The task
Every line of the data below is to be retyped exactly.

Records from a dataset
====

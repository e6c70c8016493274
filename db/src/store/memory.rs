use std::sync::Arc;

use async_trait::async_trait;
use tokio::sync::Mutex;
use uuid::Uuid;

use super::{terminal_codes, JobStore};
use crate::dtos::{ExecutionUnit, Job, JobSignal, Phase, UnitState};
use crate::entities::{JobRow, UnitRow};
use crate::StoreError;

#[derive(Default)]
struct Tables {
    jobs: Vec<JobRow>,
    units: Vec<UnitRow>,
    next_key: i64,
}

/// Row store kept in process memory. Behaves like [`super::PgJobStore`],
/// including storing raw rows, so corrupted values can be planted in tests.
#[derive(Clone, Default)]
pub struct MemoryStore {
    tables: Arc<Mutex<Tables>>,
}

impl MemoryStore {
    pub fn new() -> Self {
        Self::default()
    }

    /// Inserts a raw row as-is.
    pub async fn insert_job_row(&self, row: JobRow) {
        self.tables.lock().await.jobs.push(row);
    }

    pub async fn job_row(&self, id: Uuid) -> Option<JobRow> {
        let tables = self.tables.lock().await;
        tables.jobs.iter().find(|row| row.id == id).cloned()
    }

    pub async fn job(&self, id: Uuid) -> Option<Job> {
        self.job_row(id).await.and_then(|row| Job::try_from(row).ok())
    }

    /// All units of a job, retired ones included, in creation order.
    pub async fn units_of(&self, job_id: Uuid) -> Vec<ExecutionUnit> {
        let tables = self.tables.lock().await;
        tables
            .units
            .iter()
            .filter(|row| row.job_id == job_id)
            .filter_map(|row| ExecutionUnit::try_from(row.clone()).ok())
            .collect()
    }

    pub async fn unit_count(&self) -> usize {
        self.tables.lock().await.units.len()
    }
}

fn is_active(row: &UnitRow) -> bool {
    let non_existent = UnitState::NonExistent.as_str();
    row.observed_state != non_existent
        || (row.desired_state != non_existent && row.desired_state != UnitState::Exited.as_str())
}

#[async_trait]
impl JobStore for MemoryStore {
    async fn jobs_in_run_order(&self) -> Result<Vec<JobRow>, StoreError> {
        let terminal = terminal_codes();
        let tables = self.tables.lock().await;
        let mut rows: Vec<JobRow> = tables
            .jobs
            .iter()
            .filter(|row| !terminal.contains(&row.phase))
            .cloned()
            .collect();

        rows.sort_by(|a, b| match (a.started_at, b.started_at) {
            (Some(left), Some(right)) => left.cmp(&right).then(a.key.cmp(&b.key)),
            (Some(_), None) => std::cmp::Ordering::Less,
            (None, Some(_)) => std::cmp::Ordering::Greater,
            (None, None) => a.key.cmp(&b.key),
        });

        Ok(rows)
    }

    async fn active_units(&self) -> Result<Vec<UnitRow>, StoreError> {
        let tables = self.tables.lock().await;
        Ok(tables.units.iter().filter(|row| is_active(row)).cloned().collect())
    }

    async fn units_with_task_handle(&self) -> Result<Vec<UnitRow>, StoreError> {
        let tables = self.tables.lock().await;
        Ok(tables
            .units
            .iter()
            .filter(|row| row.task_handle.is_some())
            .cloned()
            .collect())
    }

    async fn find_job(&self, id: Uuid) -> Result<Option<JobRow>, StoreError> {
        Ok(self.job_row(id).await)
    }

    async fn insert_job(&self, job: &Job) -> Result<Job, StoreError> {
        let mut tables = self.tables.lock().await;
        tables.next_key += 1;

        let mut job = job.clone();
        job.key = tables.next_key;
        tables.jobs.push(JobRow::from(&job));

        Ok(job)
    }

    async fn save_job(&self, job: &Job) -> Result<(), StoreError> {
        let mut tables = self.tables.lock().await;
        let Some(row) = tables.jobs.iter_mut().find(|row| row.id == job.id) else {
            return Err(StoreError::NotFound {
                entity: "job",
                id: job.id.to_string(),
            });
        };
        *row = JobRow::from(job);

        Ok(())
    }

    async fn insert_unit(&self, unit: &ExecutionUnit) -> Result<(), StoreError> {
        self.tables.lock().await.units.push(UnitRow::from(unit));
        Ok(())
    }

    async fn save_unit(&self, unit: &ExecutionUnit) -> Result<(), StoreError> {
        let mut tables = self.tables.lock().await;
        let Some(row) = tables.units.iter_mut().find(|row| row.id == unit.id) else {
            return Err(StoreError::NotFound {
                entity: "execution unit",
                id: unit.id.to_string(),
            });
        };
        *row = UnitRow::from(unit);

        Ok(())
    }

    async fn set_signal(&self, id: Uuid, signal: Option<JobSignal>) -> Result<bool, StoreError> {
        let mut tables = self.tables.lock().await;
        let Some(row) = tables.jobs.iter_mut().find(|row| row.id == id) else {
            return Ok(false);
        };
        row.signal = signal.map(|signal| signal.as_str().to_string());

        Ok(true)
    }

    async fn set_phase(&self, id: Uuid, phase: Phase) -> Result<bool, StoreError> {
        let mut tables = self.tables.lock().await;
        let Some(row) = tables.jobs.iter_mut().find(|row| row.id == id) else {
            return Ok(false);
        };
        row.phase = phase.code();

        Ok(true)
    }
}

====

Problem solution
repository e6c70c8016493274
filename db/src/store/memory.rs
use std::sync::Arc;

use async_trait::async_trait;
use tokio::sync::Mutex;
use uuid::Uuid;

use super::{terminal_codes, JobStore};
use crate::dtos::{ExecutionUnit, Job, JobSignal, Phase, UnitState};
use crate::entities::{JobRow, UnitRow};
use crate::StoreError;

#[derive(Default)]
struct Tables {
    jobs: Vec<JobRow>,
    units: Vec<UnitRow>,
    next_key: i64,
}

/// Row store kept in process memory. Behaves like [`super::PgJobStore`],
/// including storing raw rows, so corrupted values can be planted in tests.
#[derive(Clone, Default)]
pub struct MemoryStore {
    tables: Arc<Mutex<Tables>>,
}

impl MemoryStore {
    pub fn new() -> Self {
        Self::default()
    }

    /// Inserts a raw row as-is.
    pub async fn insert_job_row(&self, row: JobRow) {
        self.tables.lock().await.jobs.push(row);
    }

    pub async fn job_row(&self, id: Uuid) -> Option<JobRow> {
        let tables = self.tables.lock().await;
        tables.jobs.iter().find(|row| row.id == id).cloned()
    }

    pub async fn job(&self, id: Uuid) -> Option<Job> {
        self.job_row(id).await.and_then(|row| Job::try_from(row).ok())
    }

    /// All units of a job, retired ones included, in creation order.
    pub async fn units_of(&self, job_id: Uuid) -> Vec<ExecutionUnit> {
        let tables = self.tables.lock().await;
        tables
            .units
            .iter()
            .filter(|row| row.job_id == job_id)
            .filter_map(|row| ExecutionUnit::try_from(row.clone()).ok())
            .collect()
    }

    pub async fn unit_count(&self) -> usize {
        self.tables.lock().await.units.len()
    }
}

fn is_active(row: &UnitRow) -> bool {
    let non_existent = UnitState::NonExistent.as_str();
    row.observed_state != non_existent
        || (row.desired_state != non_existent && row.desired_state != UnitState::Exited.as_str())
}

#[async_trait]
impl JobStore for MemoryStore {
    async fn jobs_in_run_order(&self) -> Result<Vec<JobRow>, StoreError> {
        let terminal = terminal_codes();
        let tables = self.tables.lock().await;
        let mut rows: Vec<JobRow> = tables
            .jobs
            .iter()
            .filter(|row| !terminal.contains(&row.phase))
            .cloned()
            .collect();

        rows.sort_by(|a, b| match (a.started_at, b.started_at) {
            (Some(left), Some(right)) => left.cmp(&right).then(a.key.cmp(&b.key)),
            (Some(_), None) => std::cmp::Ordering::Less,
            (None, Some(_)) => std::cmp::Ordering::Greater,
            (None, None) => a.key.cmp(&b.key),
        });

        Ok(rows)
    }

    async fn active_units(&self) -> Result<Vec<UnitRow>, StoreError> {
        let tables = self.tables.lock().await;
        Ok(tables.units.iter().filter(|row| is_active(row)).cloned().collect())
    }

    async fn units_with_task_handle(&self) -> Result<Vec<UnitRow>, StoreError> {
        let tables = self.tables.lock().await;
        Ok(tables
            .units
            .iter()
            .filter(|row| row.task_handle.is_some())
            .cloned()
            .collect())
    }

    async fn find_job(&self, id: Uuid) -> Result<Option<JobRow>, StoreError> {
        Ok(self.job_row(id).await)
    }

    async fn insert_job(&self, job: &Job) -> Result<Job, StoreError> {
        let mut tables = self.tables.lock().await;
        tables.next_key += 1;

        let mut job = job.clone();
        job.key = tables.next_key;
        tables.jobs.push(JobRow::from(&job));

        Ok(job)
    }

    async fn save_job(&self, job: &Job) -> Result<(), StoreError> {
        let mut tables = self.tables.lock().await;
        let Some(row) = tables.jobs.iter_mut().find(|row| row.id == job.id) else {
            return Err(StoreError::NotFound {
                entity: "job",
                id: job.id.to_string(),
            });
        };
        *row = JobRow::from(job);

        Ok(())
    }

    async fn insert_unit(&self, unit: &ExecutionUnit) -> Result<(), StoreError> {
        self.tables.lock().await.units.push(UnitRow::from(unit));
        Ok(())
    }

    async fn save_unit(&self, unit: &ExecutionUnit) -> Result<(), StoreError> {
        let mut tables = self.tables.lock().await;
        let Some(row) = tables.units.iter_mut().find(|row| row.id == unit.id) else {
            return Err(StoreError::NotFound {
                entity: "execution unit",
                id: unit.id.to_string(),
            });
        };
        *row = UnitRow::from(unit);

        Ok(())
    }

    async fn set_signal(&self, id: Uuid, signal: Option<JobSignal>) -> Result<bool, StoreError> {
        let mut tables = self.tables.lock().await;
        let Some(row) = tables.jobs.iter_mut().find(|row| row.id == id) else {
            return Ok(false);
        };
        row.signal = signal.map(|signal| signal.as_str().to_string());

        Ok(true)
    }

    async fn set_phase(&self, id: Uuid, phase: Phase) -> Result<bool, StoreError> {
        let mut tables = self.tables.lock().await;
        let Some(row) = tables.jobs.iter_mut().find(|row| row.id == id) else {
            return Ok(false);
        };
        row.phase = phase.code();

        Ok(true)
    }
}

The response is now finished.